**What is expected:**
Each record needs to be echoed exactly; can you do that?

*** Entries provided Section Begins ***

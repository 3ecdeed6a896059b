use crate::base::constant::*;
use crate::Error;
use serde::{Deserialize, Serialize};
use std::fmt;
use std::time::Duration;

/// `CommandConfig` holds the tunables of one command key.
/// All of them can be changed at runtime through `CommandRegistry::register_command`.
#[derive(Debug, Clone, PartialEq, Eq, Serialize, Deserialize)]
#[serde(default)]
pub struct CommandConfig {
    /// `timeout_ms` is the deadline of `work`, measured from the moment the bulkhead permit is acquired.
    pub timeout_ms: u64,
    /// `max_concurrency` is the number of bulkhead permits.
    pub max_concurrency: u32,
    /// `queue_capacity` is the number of callers allowed to wait for a permit, 0 disables queueing.
    pub queue_capacity: u32,
    /// `queue_timeout_ms` bounds how long a queued caller waits before it is rejected.
    pub queue_timeout_ms: u64,
    /// `rolling_window_ms` is the time span covered by the metrics window.
    pub rolling_window_ms: u32,
    /// `rolling_window_buckets` is the bucket count of the metrics window.
    /// The following must be true: `rolling_window_ms % rolling_window_buckets == 0`.
    pub rolling_window_buckets: u32,
    /// `error_threshold_percentage` is the error percentage (0-100) at or above which the breaker opens.
    pub error_threshold_percentage: u32,
    /// `min_request_volume` is the minimum number of requests in the window
    /// before the breaker is allowed to open.
    pub min_request_volume: u64,
    /// `sleep_window_ms` is how long the breaker stays open before one probe is let through.
    pub sleep_window_ms: u64,
    /// `force_open` short-circuits every request.
    pub force_open: bool,
    /// `force_closed` admits every request, outcomes are still recorded.
    pub force_closed: bool,
}

impl Default for CommandConfig {
    fn default() -> Self {
        CommandConfig {
            timeout_ms: DEFAULT_TIMEOUT_MS,
            max_concurrency: DEFAULT_MAX_CONCURRENCY,
            queue_capacity: DEFAULT_QUEUE_CAPACITY,
            queue_timeout_ms: DEFAULT_QUEUE_TIMEOUT_MS,
            rolling_window_ms: DEFAULT_ROLLING_WINDOW_MS,
            rolling_window_buckets: DEFAULT_ROLLING_WINDOW_BUCKETS,
            error_threshold_percentage: DEFAULT_ERROR_THRESHOLD_PERCENTAGE,
            min_request_volume: DEFAULT_MIN_REQUEST_VOLUME,
            sleep_window_ms: DEFAULT_SLEEP_WINDOW_MS,
            force_open: false,
            force_closed: false,
        }
    }
}

impl CommandConfig {
    pub fn is_valid(&self) -> crate::Result<()> {
        if self.timeout_ms == 0 {
            return Err(Error::msg("invalid timeout_ms"));
        }
        if self.max_concurrency == 0 {
            return Err(Error::msg("invalid max_concurrency"));
        }
        if self.rolling_window_ms == 0 {
            return Err(Error::msg("invalid rolling_window_ms"));
        }
        if self.rolling_window_buckets == 0 {
            return Err(Error::msg("invalid rolling_window_buckets"));
        }
        if self.rolling_window_ms % self.rolling_window_buckets != 0 {
            return Err(Error::msg(format!(
                "rolling_window_ms {} is not evenly divided by rolling_window_buckets {}",
                self.rolling_window_ms, self.rolling_window_buckets
            )));
        }
        if self.error_threshold_percentage > 100 {
            return Err(Error::msg(
                "invalid error_threshold_percentage (valid range: [0, 100])",
            ));
        }
        if self.sleep_window_ms == 0 {
            return Err(Error::msg("invalid sleep_window_ms"));
        }
        if self.force_open && self.force_closed {
            return Err(Error::msg("force_open and force_closed are mutually exclusive"));
        }
        Ok(())
    }

    /// `is_stat_reusable` checks whether the metrics window built for `other` can be kept.
    pub fn is_stat_reusable(&self, other: &Self) -> bool {
        self.rolling_window_ms == other.rolling_window_ms
            && self.rolling_window_buckets == other.rolling_window_buckets
    }

    pub fn timeout(&self) -> Duration {
        Duration::from_millis(self.timeout_ms)
    }
}

impl fmt::Display for CommandConfig {
    fn fmt(&self, f: &mut fmt::Formatter<'_>) -> fmt::Result {
        write!(
            f,
            "CommandConfig{{timeout_ms={}, max_concurrency={}, queue_capacity={}, queue_timeout_ms={}, \
             rolling_window_ms={}, rolling_window_buckets={}, error_threshold_percentage={}, \
             min_request_volume={}, sleep_window_ms={}, force_open={}, force_closed={}}}",
            self.timeout_ms,
            self.max_concurrency,
            self.queue_capacity,
            self.queue_timeout_ms,
            self.rolling_window_ms,
            self.rolling_window_buckets,
            self.error_threshold_percentage,
            self.min_request_volume,
            self.sleep_window_ms,
            self.force_open,
            self.force_closed
        )
    }
}
//! Execution isolation: a counting limiter with a bounded wait queue per command key.

mod bulkhead;

pub use bulkhead::*;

*** Entries provided Section Ends ***

**Task output:**
repository 3ecdeed6a896059b
use crate::base::constant::*;
use crate::Error;
use serde::{Deserialize, Serialize};
use std::fmt;
use std::time::Duration;

/// `CommandConfig` holds the tunables of one command key.
/// All of them can be changed at runtime through `CommandRegistry::register_command`.
#[derive(Debug, Clone, PartialEq, Eq, Serialize, Deserialize)]
#[serde(default)]
pub struct CommandConfig {
    /// `timeout_ms` is the deadline of `work`, measured from the moment the bulkhead permit is acquired.
    pub timeout_ms: u64,
    /// `max_concurrency` is the number of bulkhead permits.
    pub max_concurrency: u32,
    /// `queue_capacity` is the number of callers allowed to wait for a permit, 0 disables queueing.
    pub queue_capacity: u32,
    /// `queue_timeout_ms` bounds how long a queued caller waits before it is rejected.
    pub queue_timeout_ms: u64,
    /// `rolling_window_ms` is the time span covered by the metrics window.
    pub rolling_window_ms: u32,
    /// `rolling_window_buckets` is the bucket count of the metrics window.
    /// The following must be true: `rolling_window_ms % rolling_window_buckets == 0`.
    pub rolling_window_buckets: u32,
    /// `error_threshold_percentage` is the error percentage (0-100) at or above which the breaker opens.
    pub error_threshold_percentage: u32,
    /// `min_request_volume` is the minimum number of requests in the window
    /// before the breaker is allowed to open.
    pub min_request_volume: u64,
    /// `sleep_window_ms` is how long the breaker stays open before one probe is let through.
    pub sleep_window_ms: u64,
    /// `force_open` short-circuits every request.
    pub force_open: bool,
    /// `force_closed` admits every request, outcomes are still recorded.
    pub force_closed: bool,
}

impl Default for CommandConfig {
    fn default() -> Self {
        CommandConfig {
            timeout_ms: DEFAULT_TIMEOUT_MS,
            max_concurrency: DEFAULT_MAX_CONCURRENCY,
            queue_capacity: DEFAULT_QUEUE_CAPACITY,
            queue_timeout_ms: DEFAULT_QUEUE_TIMEOUT_MS,
            rolling_window_ms: DEFAULT_ROLLING_WINDOW_MS,
            rolling_window_buckets: DEFAULT_ROLLING_WINDOW_BUCKETS,
            error_threshold_percentage: DEFAULT_ERROR_THRESHOLD_PERCENTAGE,
            min_request_volume: DEFAULT_MIN_REQUEST_VOLUME,
            sleep_window_ms: DEFAULT_SLEEP_WINDOW_MS,
            force_open: false,
            force_closed: false,
        }
    }
}

impl CommandConfig {
    pub fn is_valid(&self) -> crate::Result<()> {
        if self.timeout_ms == 0 {
            return Err(Error::msg("invalid timeout_ms"));
        }
        if self.max_concurrency == 0 {
            return Err(Error::msg("invalid max_concurrency"));
        }
        if self.rolling_window_ms == 0 {
            return Err(Error::msg("invalid rolling_window_ms"));
        }
        if self.rolling_window_buckets == 0 {
            return Err(Error::msg("invalid rolling_window_buckets"));
        }
        if self.rolling_window_ms % self.rolling_window_buckets != 0 {
            return Err(Error::msg(format!(
                "rolling_window_ms {} is not evenly divided by rolling_window_buckets {}",
                self.rolling_window_ms, self.rolling_window_buckets
            )));
        }
        if self.error_threshold_percentage > 100 {
            return Err(Error::msg(
                "invalid error_threshold_percentage (valid range: [0, 100])",
            ));
        }
        if self.sleep_window_ms == 0 {
            return Err(Error::msg("invalid sleep_window_ms"));
        }
        if self.force_open && self.force_closed {
            return Err(Error::msg("force_open and force_closed are mutually exclusive"));
        }
        Ok(())
    }

    /// `is_stat_reusable` checks whether the metrics window built for `other` can be kept.
    pub fn is_stat_reusable(&self, other: &Self) -> bool {
        self.rolling_window_ms == other.rolling_window_ms
            && self.rolling_window_buckets == other.rolling_window_buckets
    }

    pub fn timeout(&self) -> Duration {
        Duration::from_millis(self.timeout_ms)
    }
}

impl fmt::Display for CommandConfig {
    fn fmt(&self, f: &mut fmt::Formatter<'_>) -> fmt::Result {
        write!(
            f,
            "CommandConfig{{timeout_ms={}, max_concurrency={}, queue_capacity={}, queue_timeout_ms={}, \
             rolling_window_ms={}, rolling_window_buckets={}, error_threshold_percentage={}, \
             min_request_volume={}, sleep_window_ms={}, force_open={}, force_closed={}}}",
            self.timeout_ms,
            self.max_concurrency,
            self.queue_capacity,
            self.queue_timeout_ms,
            self.rolling_window_ms,
            self.rolling_window_buckets,
            self.error_threshold_percentage,
            self.min_request_volume,
            self.sleep_window_ms,
            self.force_open,
            self.force_closed
        )
    }
}
//! Execution isolation: a counting limiter with a bounded wait queue per command key.

mod bulkhead;

pub use bulkhead::*;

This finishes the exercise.